Tibia meant two things in Latin: a shinbone and a flute. The connection is not metaphorical but material. Ancient peoples carved wind instruments from the long, hollow leg bones of animals — particularly cranes, deer, and other large creatures. The resulting instrument and its raw material shared a name because they were, in a sense, the same object in different stages.
In classical Roman culture, the musical meaning dominated. The tibia was a double-piped reed instrument central to religious rituals, funerals, theatrical performances, and public games. Professional tibia players, called tibicines, held a recognized social role and even went on strike in 311 BC, according to Livy, when the Roman Senate tried to restrict their privileges. The instrument's sound was considered essential for maintaining proper relations with the gods.
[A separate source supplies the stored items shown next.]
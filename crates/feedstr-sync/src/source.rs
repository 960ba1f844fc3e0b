//! HTTP feed source: fetches a feed document and parses it with `feed-rs`.
//!
//! RSS 0.9x/1.0/2.0, Atom and JSON Feed are all accepted. Parsed entries are
//! converted into the engine's own [`FeedEntry`] so nothing downstream sees
//! parser types.

use std::time::Duration;

use feed_rs::model::Entry;
use feedstr_core::{
    EntryLink, EntryText, Error as CoreError, FeedEntry, FeedSource, Result as CoreResult,
    TextKind,
};

use crate::Result;

/// Sent on every feed request.
pub const USER_AGENT: &str = concat!("feedstr/", env!("CARGO_PKG_VERSION"));

/// Feed source over HTTP(S).
#[derive(Debug, Clone)]
pub struct HttpFeedSource {
    client: reqwest::Client,
}

impl HttpFeedSource {
    pub fn new(timeout: Duration) -> Result<Self> {
        let client = reqwest::Client::builder()
            .user_agent(USER_AGENT)
            .timeout(timeout)
            .build()?;
        Ok(Self { client })
    }

    async fn fetch_document(&self, url: &str) -> Result<Vec<FeedEntry>> {
        let response = self.client.get(url).send().await?.error_for_status()?;
        let body = response.bytes().await?;
        tracing::debug!(url, bytes = body.len(), "fetched feed document");
        parse_feed(&body)
    }
}

impl FeedSource for HttpFeedSource {
    async fn fetch(&self, url: &str) -> CoreResult<Vec<FeedEntry>> {
        self.fetch_document(url)
            .await
            .map_err(|e| CoreError::Fetch {
                url: url.to_string(),
                reason: e.to_string(),
            })
    }
}

/// Parse a feed document into entries, in document order.
pub fn parse_feed(body: &[u8]) -> Result<Vec<FeedEntry>> {
    let feed = feed_rs::parser::parse(body)?;
    Ok(feed.entries.into_iter().map(convert_entry).collect())
}

fn text_kind(essence: &str) -> TextKind {
    match essence {
        "text/html" => TextKind::Html,
        "application/xhtml+xml" => TextKind::Xhtml,
        _ => TextKind::Plain,
    }
}

fn convert_entry(entry: Entry) -> FeedEntry {
    let id = Some(entry.id).filter(|id| !id.trim().is_empty());

    FeedEntry {
        id,
        published: entry.published,
        updated: entry.updated,
        title: entry.title.map(|t| EntryText {
            kind: text_kind(&t.content_type.essence().to_string()),
            content: t.content,
        }),
        content: entry.content.and_then(|c| c.body),
        summary: entry.summary.map(|t| t.content),
        links: entry
            .links
            .into_iter()
            .map(|l| EntryLink {
                href: l.href,
                rel: l.rel,
            })
            .collect(),
    }
}
//! Error types for the reconciliation engine.

use std::time::Duration;

use thiserror::Error;

/// Result type alias using the crate's error type.
pub type Result<T> = std::result::Result<T, Error>;

/// Errors that can occur while reconciling a feed against the ledger.
#[derive(Error, Debug)]
pub enum Error {
    /// A feed entry could not be turned into a publishable item.
    #[error("invalid entry: {0}")]
    InvalidItem(String),

    /// The feed document could not be retrieved or parsed.
    #[error("failed to fetch feed {url}: {reason}")]
    Fetch {
        /// The feed URL.
        url: String,
        /// Description of what went wrong.
        reason: String,
    },

    /// A ledger read or write failed.
    #[error("ledger error: {0}")]
    Ledger(String),

    /// An I/O operation did not complete within the request timeout.
    #[error("{operation} timed out after {after:?}")]
    Timeout {
        /// The operation that was in flight.
        operation: &'static str,
        /// The timeout that elapsed.
        after: Duration,
    },

    /// The enclosing scope was cancelled while the operation was in flight.
    #[error("{operation} cancelled")]
    Cancelled {
        /// The operation that was in flight.
        operation: &'static str,
    },

    /// Event signing failed.
    #[error("signing error: {0}")]
    Signing(#[from] nostr::event::builder::Error),
}

impl Error {
    /// Whether this error came from the enclosing scope being cancelled.
    pub fn is_cancelled(&self) -> bool {
        matches!(self, Self::Cancelled { .. })
    }
}

#[cfg(test)]
mod tests {
    use super::*;

    #[test]
    fn test_invalid_item_display() {
        let err = Error::InvalidItem("publish timestamp is the epoch".to_string());
        let msg = err.to_string();
        assert!(msg.contains("invalid entry"));
        assert!(msg.contains("epoch"));
    }

    #[test]
    fn test_fetch_display() {
        let err = Error::Fetch {
            url: "https://example.com/feed.xml".to_string(),
            reason: "HTTP 503".to_string(),
        };
        let msg = err.to_string();
        assert!(msg.contains("https://example.com/feed.xml"));
        assert!(msg.contains("HTTP 503"));
    }

    #[test]
    fn test_timeout_display() {
        let err = Error::Timeout {
            operation: "fetch feed",
            after: Duration::from_secs(30),
        };
        assert_eq!(err.to_string(), "fetch feed timed out after 30s");
        assert!(!err.is_cancelled());
    }

    #[test]
    fn test_cancelled_display() {
        let err = Error::Cancelled {
            operation: "publish post",
        };
        assert_eq!(err.to_string(), "publish post cancelled");
        assert!(err.is_cancelled());
    }
}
The anatomical meaning existed in Latin but was secondary. When 18th-century medical Latin needed standardized terms for every bone in the skeleton, tibia was assigned to the larger of the two bones in the lower leg — the shinbone. The musical sense fell away, and today almost no one outside classical studies knows that tibia was once an instrument.
The tibia is the second longest bone in the body after the femur. It bears most of the weight transmitted from the knee to the ankle, while its thinner companion, the fibula, primarily serves as a muscle attachment site. The tibia's subcutaneous position — it lies just beneath the skin along the shin — makes it unusually vulnerable to direct impact, which is why shin injuries are disproportionately painful.
Entomologists also use tibia to name a segment of an insect's leg, borrowing the anatomical term for the corresponding lower-leg section. The word has thus come full circle from general Latin usage through specialized human anatomy to comparative biology.